Writing RPG Scenes

“A little help?” called Angie. “I’m down sixty-four hit points! This thing is killing me!”

Cassandra didn’t even look up from the figures on the table. “I know! That’s why I’m about to hit it in the head with a mace!”

“Cassandra, you’re the cleric! I want some healing.”

Cassandra glanced at her character sheet. Morningstar or broadsword? She should have buffed the sword. “Quit your whining, I’m busy.”

Angie’s voice was insistent. “Healing?”

“Fine, fine.” Cassandra raised a hand overhead and pointed at Angie. “Cure moderate. Take—” she rolled two dice— “twenty-two points back.”

The GM frowned. “Hold on, her character’s twenty feet away from you. You can’t cure from there.”

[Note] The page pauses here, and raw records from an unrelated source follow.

//! Request and response bodies.

use serde::{Deserialize, Serialize};

/// Error body returned by every failing endpoint.
#[derive(Debug, Clone, Serialize, Deserialize)]
pub struct ErrorResponse {
    pub error: String,
    pub message: String,
}

#[derive(Debug, Clone, Serialize, Deserialize)]
pub struct MessageResponse {
    pub message: String,
}

impl MessageResponse {
    pub fn new(message: impl Into<String>) -> Self {
        Self {
            message: message.into(),
        }
    }
}

/// Location of a created or modified resource.
#[derive(Debug, Clone, Serialize, Deserialize)]
pub struct UrlResponse {
    pub url: String,
}

#[derive(Debug, Clone, Serialize, Deserialize)]
pub struct TokenResponse {
    pub token: String,
}

/// `GET /bodies` query string.
#[derive(Debug, Clone, Default, Deserialize)]
pub struct StarListQuery {
    pub pn: Option<i64>,
    pub ps: Option<i64>,
    pub order: Option<String>,
    pub show_planets: Option<String>,
    pub convert_units: Option<String>,
}

/// Presentation flags on single-body reads.
#[derive(Debug, Clone, Default, Deserialize)]
pub struct DisplayQuery {
    pub show_planets: Option<String>,
    pub convert_units: Option<String>,
}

“Faith’s reach! I took that feat. I can touch from range distances.”

“Thanks,” said Angie. “Now I can run away screaming.”

“And leave the cleric alone in the front line?”

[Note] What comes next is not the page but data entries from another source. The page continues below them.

//! PostgreSQL body store.
//!
//! A star is one row of `bodies`; its planets are a JSONB array on that row.
//! Every planet mutation is a single `UPDATE` of the parent row that rewrites
//! the array server-side, touching only the element matched by id, so each
//! write is atomic without a transaction.

use async_trait::async_trait;
use sqlx::PgPool;
use sqlx::types::Json;
use uuid::Uuid;

use super::view::StarOrder;
use super::{BodyError, BodyStore};
use crate::models::body::{BodyKind, Planet, Star, StarFields};
use crate::pagination::Page;

pub struct PgBodyStore {
    pool: PgPool,
}

impl PgBodyStore {
    pub fn new(pool: PgPool) -> Self {
        Self { pool }
    }
}

#[derive(sqlx::FromRow)]
struct StarRow {
    id: Uuid,
    name: String,
    radius: f64,
    mass: f64,
    density: f64,
    surface_temperature: f64,
    distance: f64,
    spectral_classification: String,
    apparent_magnitude: f64,
    absolute_magnitude: f64,
    planets: Json<Vec<Planet>>,
}

impl From<StarRow> for Star {
    fn from(row: StarRow) -> Self {
        Star {
            id: row.id,
            kind: BodyKind::Star,
            fields: StarFields {
                name: row.name,
                radius: row.radius,
                mass: row.mass,
                density: row.density,
                surface_temperature: row.surface_temperature,
                distance: row.distance,
                spectral_classification: row.spectral_classification,
                apparent_magnitude: row.apparent_magnitude,
                absolute_magnitude: row.absolute_magnitude,
            },
            planets: row.planets.0,
        }
    }
}

const STAR_COLUMNS: &str = "id, name, radius, mass, density, surface_temperature, distance, \
     spectral_classification, apparent_magnitude, absolute_magnitude, planets";

/// Matches rows whose planet array contains an element with id `$2`.
const HAS_PLANET: &str = "planets @> jsonb_build_array(jsonb_build_object('id', $2::text))";

#[async_trait]
impl BodyStore for PgBodyStore {
    async fn find_star(&self, id: Uuid) -> Result<Option<Star>, BodyError> {
        let row = sqlx::query_as::<_, StarRow>(&format!(
            "SELECT {STAR_COLUMNS} FROM bodies WHERE id = $1"
        ))
        .bind(id)
        .fetch_optional(&self.pool)
        .await?;
        Ok(row.map(Star::from))
    }

    async fn star_exists(&self, id: Uuid) -> Result<bool, BodyError> {
        let exists = sqlx::query_scalar::<_, bool>("SELECT EXISTS(SELECT 1 FROM bodies WHERE id = $1)")
            .bind(id)
            .fetch_one(&self.pool)
            .await?;
        Ok(exists)
    }

    async fn list_stars(&self, order: StarOrder, page: Page) -> Result<Vec<Star>, BodyError> {
        // Column and direction come from closed enums, never from raw input.
        let order_by = match order.field {
            Some(field) => format!("{} {}, id", field.column(), order.direction.sql()),
            None => "id".to_string(),
        };
        let rows = sqlx::query_as::<_, StarRow>(&format!(
            "SELECT {STAR_COLUMNS} FROM bodies ORDER BY {order_by} LIMIT $1 OFFSET $2"
        ))
        .bind(page.limit())
        .bind(page.skip())
        .fetch_all(&self.pool)
        .await?;
        Ok(rows.into_iter().map(Star::from).collect())
    }

    async fn insert_star(&self, star: &Star) -> Result<(), BodyError> {
        let f = &star.fields;
        sqlx::query(
            r#"
            INSERT INTO bodies (id, name, radius, mass, density, surface_temperature, distance,
                                spectral_classification, apparent_magnitude, absolute_magnitude,
                                planets)
            VALUES ($1, $2, $3, $4, $5, $6, $7, $8, $9, $10, $11)
            "#,
        )
        .bind(star.id)
        .bind(&f.name)
        .bind(f.radius)
        .bind(f.mass)
        .bind(f.density)
        .bind(f.surface_temperature)
        .bind(f.distance)
        .bind(&f.spectral_classification)
        .bind(f.apparent_magnitude)
        .bind(f.absolute_magnitude)
        .bind(Json(&star.planets))
        .execute(&self.pool)
        .await?;
        Ok(())
    }

    async fn update_star_fields(&self, id: Uuid, f: &StarFields) -> Result<u64, BodyError> {
        let result = sqlx::query(
            r#"
            UPDATE bodies
            SET name = $2, radius = $3, mass = $4, density = $5, surface_temperature = $6,
                distance = $7, spectral_classification = $8, apparent_magnitude = $9,
                absolute_magnitude = $10
            WHERE id = $1
            "#,
        )
        .bind(id)
        .bind(&f.name)
        .bind(f.radius)
        .bind(f.mass)
        .bind(f.density)
        .bind(f.surface_temperature)
        .bind(f.distance)
        .bind(&f.spectral_classification)
        .bind(f.apparent_magnitude)
        .bind(f.absolute_magnitude)
        .execute(&self.pool)
        .await?;
        Ok(result.rows_affected())
    }

    async fn delete_star(&self, id: Uuid) -> Result<u64, BodyError> {
        let result = sqlx::query("DELETE FROM bodies WHERE id = $1")
            .bind(id)
            .execute(&self.pool)
            .await?;
        Ok(result.rows_affected())
    }

    async fn planet_owner(&self, planet_id: Uuid) -> Result<Option<Uuid>, BodyError> {
        let owner = sqlx::query_scalar::<_, Uuid>(
            "SELECT id FROM bodies \
             WHERE planets @> jsonb_build_array(jsonb_build_object('id', $1::text))",
        )
        .bind(planet_id.to_string())
        .fetch_optional(&self.pool)
        .await?;
        Ok(owner)
    }

    async fn find_planet(
        &self,
        star_id: Uuid,
        planet_id: Uuid,
    ) -> Result<Option<Planet>, BodyError> {
        let planet = sqlx::query_scalar::<_, Json<Planet>>(
            r#"
            SELECT elem
            FROM bodies, jsonb_array_elements(planets) AS elem
            WHERE id = $1 AND elem->>'id' = $2
            "#,
        )
        .bind(star_id)
        .bind(planet_id.to_string())
        .fetch_optional(&self.pool)
        .await?;
        Ok(planet.map(|p| p.0))
    }

    async fn push_planet(&self, star_id: Uuid, planet: &Planet) -> Result<u64, BodyError> {
        let result = sqlx::query(
            "UPDATE bodies SET planets = planets || jsonb_build_array($2::jsonb) WHERE id = $1",
        )
        .bind(star_id)
        .bind(Json(planet))
        .execute(&self.pool)
        .await?;
        Ok(result.rows_affected())
    }

    async fn set_planet(&self, star_id: Uuid, planet: &Planet) -> Result<u64, BodyError> {
        let result = sqlx::query(&format!(
            r#"
            UPDATE bodies
            SET planets = (
                SELECT jsonb_agg(CASE WHEN elem->>'id' = $2 THEN $3::jsonb ELSE elem END
                                 ORDER BY pos)
                FROM jsonb_array_elements(planets) WITH ORDINALITY AS t(elem, pos)
            )
            WHERE id = $1 AND {HAS_PLANET}
            "#
        ))
        .bind(star_id)
        .bind(planet.id.to_string())
        .bind(Json(planet))
        .execute(&self.pool)
        .await?;
        Ok(result.rows_affected())
    }

    async fn pull_planet(&self, star_id: Uuid, planet_id: Uuid) -> Result<u64, BodyError> {
        let result = sqlx::query(&format!(
            r#"
            UPDATE bodies
            SET planets = COALESCE((
                SELECT jsonb_agg(elem ORDER BY pos)
                FROM jsonb_array_elements(planets) WITH ORDINALITY AS t(elem, pos)
                WHERE elem->>'id' <> $2
            ), '[]'::jsonb)
            WHERE id = $1 AND {HAS_PLANET}
            "#
        ))
        .bind(star_id)
        .bind(planet_id.to_string())
        .execute(&self.pool)
        .await?;
        Ok(result.rows_affected())
    }
}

“There shouldn’t be a cleric in the front line!”

“Shut up, you.”

“Right, then.” The GM sighed. “You’re that kind of cleric. This is going to be a rough game.”

Writing RPG sessions feels like cheating, because I basically just polish our own game transcripts.

I am that terrible non-healing healer. You may commence empathy for my party.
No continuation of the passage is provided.